William Kotzwinkle fait partie de ceux-là, qui d’un roman policier brillant (le jeu des Trente) à une aventure sentimentale à la fois hilarante et poignante (Book of love), en passant par la science-fiction (la novellisation du film E.T.), le loufoque assumé (Midnight Examiner), le drame familial (Le nageur dans la mer secrète) ou l’expérience tant onirique que surréaliste (Fata Morgana), fait mouche à chaque fois.

Et bien sûr, il a un roman culte à son actif (Fan Man).

 Bref, du nord au sud de la littérature, de l’ouest à l’est du style, il nous déboussole pour le plus étourdissant des voyages. Paradoxalement, avec lui, on a toujours le sentiment de se trouver en territoire connu bien que chacune de ses explorations nous mène vers des îles de papier non cartographiées. Si ses romans contiennent des repères nous étant familiers, sa pensée est en soi une forme d’exotisme.

 

L’art de réinventer les règles

Kotzwinkle est entré chez moi un 25 décembre, avec  Le jeu des Trente. Loin de n’être devenu qu’un lointain cadeau de Noël, il fait partie de ces livres dont il me plaît de relire certains passages, quand ce n’est pas pour le dévorer une fois encore de la première à la dernière page. Assurément, ce n’est pas un jeu de satiété.

Je pense avoir pris conscience d’une autre facette du polar grâce à ce bouquin. Bien sûr, il ne se soustrait pas à certains codes inhérents à cette littérature, mais à sa manière dépoussière bon nombre d’archétypes.
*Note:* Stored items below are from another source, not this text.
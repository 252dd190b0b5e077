//! Classification of host-CLI output.
//!
//! The host CLI reports "a PR for this branch already exists" as a non-zero
//! exit, which for this workflow is the desired end state, not a failure.
//! All text matching against the CLI's unstructured output lives here so the
//! rules can be swapped for a structured (`--json`) mode without touching
//! orchestration. The wording is host/version-dependent: treat these
//! patterns as a compatibility shim, and watch for the drift warning below.

use once_cell::sync::Lazy;
use regex::Regex;

use crate::runner::CommandResult;

/// Reference to a pull request extracted from CLI output. Fields are
/// optional because a succeeded command with unparseable output must not
/// fail the workflow.
#[derive(Debug, Clone, PartialEq, Eq)]
pub struct PullRequestRef {
    pub url: Option<String>,
    pub number: Option<u64>,
}

/// Outcome of a PR-creation attempt after classification.
#[derive(Debug, Clone, PartialEq, Eq)]
pub enum PrOutcome {
    /// A new PR was created.
    Created(PullRequestRef),
    /// A PR for this branch already exists; reusing it is success.
    AlreadyExists(PullRequestRef),
    /// Genuine failure, raw stderr as the reason.
    Failed(String),
}

static PR_URL_RE: Lazy<Regex> =
    Lazy::new(|| Regex::new(r"https://\S+/pull/(\d+)").unwrap());

// (?s): the URL usually sits on the line after "already exists".
static ALREADY_EXISTS_RE: Lazy<Regex> =
    Lazy::new(|| Regex::new(r"(?s)already exists.*?(https://\S+/pull/(\d+))").unwrap());

static ISSUE_URL_RE: Lazy<Regex> =
    Lazy::new(|| Regex::new(r"https://\S+/issues/(\d+)").unwrap());

fn parse_pr_ref(text: &str) -> Option<PullRequestRef> {
    let captures = PR_URL_RE.captures(text)?;
    Some(PullRequestRef {
        url: Some(captures.get(0)?.as_str().to_string()),
        number: captures.get(1)?.as_str().parse().ok(),
    })
}

/// Classify the raw result of a PR-creation command.
pub fn classify_pr_creation(result: &CommandResult) -> PrOutcome {
    if result.succeeded() {
        return match parse_pr_ref(&result.stdout) {
            Some(pr) => PrOutcome::Created(pr),
            None => {
                tracing::warn!(
                    stdout = %result.stdout.trim(),
                    "PR created but its URL could not be parsed from the output"
                );
                PrOutcome::Created(PullRequestRef {
                    url: None,
                    number: None,
                })
            }
        };
    }

    let merged = result.merged();
    if let Some(captures) = ALREADY_EXISTS_RE.captures(&merged) {
        let url = captures.get(1).map(|m| m.as_str().to_string());
        let number = captures.get(2).and_then(|m| m.as_str().parse().ok());
        return PrOutcome::AlreadyExists(PullRequestRef { url, number });
    }

    // Surface wording drift early instead of silently degrading to Failed
    if merged.contains("already exists") {
        tracing::warn!(
            output = %merged.trim(),
            "Output nearly matched the existing-PR pattern but did not parse; \
             the host CLI wording may have changed"
        );
    }

    PrOutcome::Failed(result.stderr.trim().to_string())
}

/// Extract the issue number from `gh issue create` output (it prints the
/// new issue's URL).
pub fn parse_issue_number(output: &str) -> Option<u64> {
    ISSUE_URL_RE
        .captures(output)
        .and_then(|c| c.get(1))
        .and_then(|m| m.as_str().parse().ok())
}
Ce fut donc mon contact initial avec Kotzwinkle et son humour décontracté s’imposant dès les premières pages sans que la mise en place de l’intrigue ait à en pâtir ni la caractérisation des personnages à en souffrir, au contraire.

Bien sûr, des auteurs de polar talentueux possédant une force comique jubilatoire, il en existe bien d’autres. Seulement, Kotzwinkle a pour lui une créativité bien supérieure à la moyenne, aussi cette capacité lui permet-elle de soumettre à son lectorat des histoires et des situations vraiment originales.

Pétri d’une intelligence vive, doté d’un ton caustique et enjoué, de réflexions pertinentes, d’un style dont la hardiesse désopilante de certaines images cultive le sourire du lecteur (les descriptions ci-après en donnent un aperçu), le tout soutenant une intrigue aux rebondissements dignes de ce nom, Le jeu des Trente  surprend à plus d’un titre.

« Son corps long et anguleux était surmonté d’un visage rond et pâle, au menton insignifiant : on aurait dit la lune au bout d’une épingle. » (Le jeu des trente, Rivages/Noir, page 60).

« Saul commanda pour nous deux des plats qu’aucune personne sensée ne devrait toucher.

 [… ] Le serveur nous apporta un plat de carpe nageant aussi dans de la graisse de poulet, et des boulettes de viande couvertes de sauce aux raisins. Saul s’extasia : ‘‘Ça, c’est du sérieux !’’, et j’examinai mes boulettes, qui ressemblaient à des mines antichars immergées dans de l’huile de vidange. » (Le jeu des trente, Rivages/Noir, pages 79/80).

 

Du rire qui réchauffe aux larmes qui brûlent

L’humour de Kotzwinkle imprègne quasiment toute son œuvre, aussi éclectique soit-elle. Cependant, il est un de ses livres, Le nageur dans la mer secrète (chez Actes Sud, collection Babel), tranchant par une gravité que l’auteur n’allège jamais du moindre trait d’esprit. Il faut dire que le sujet ne s’y prête guère…

Il y a quelque chose de solennel se déroulant lors de la centaine de pages de Le nageur dans la mer secrète, un sentiment intense et profond qui s’inscrit en nous par la grâce d’une écriture sans fioritures. On comprend après l’avoir lu que non seulement Kotzwinkle a plus d’une corde à son arc, mais aussi plus d’une flèche à nous planter dans le cœur.

 

Kotzwinkle à (h)auteur d’enfant

Autre ouvrage se démarquant par sa structure et son style, Les contes du cahier vierge (aux éditions Joëlle Losfeld), qui comme son nom l’indique est un recueil (très joliment illustré par Joe Servello) de quatre contes.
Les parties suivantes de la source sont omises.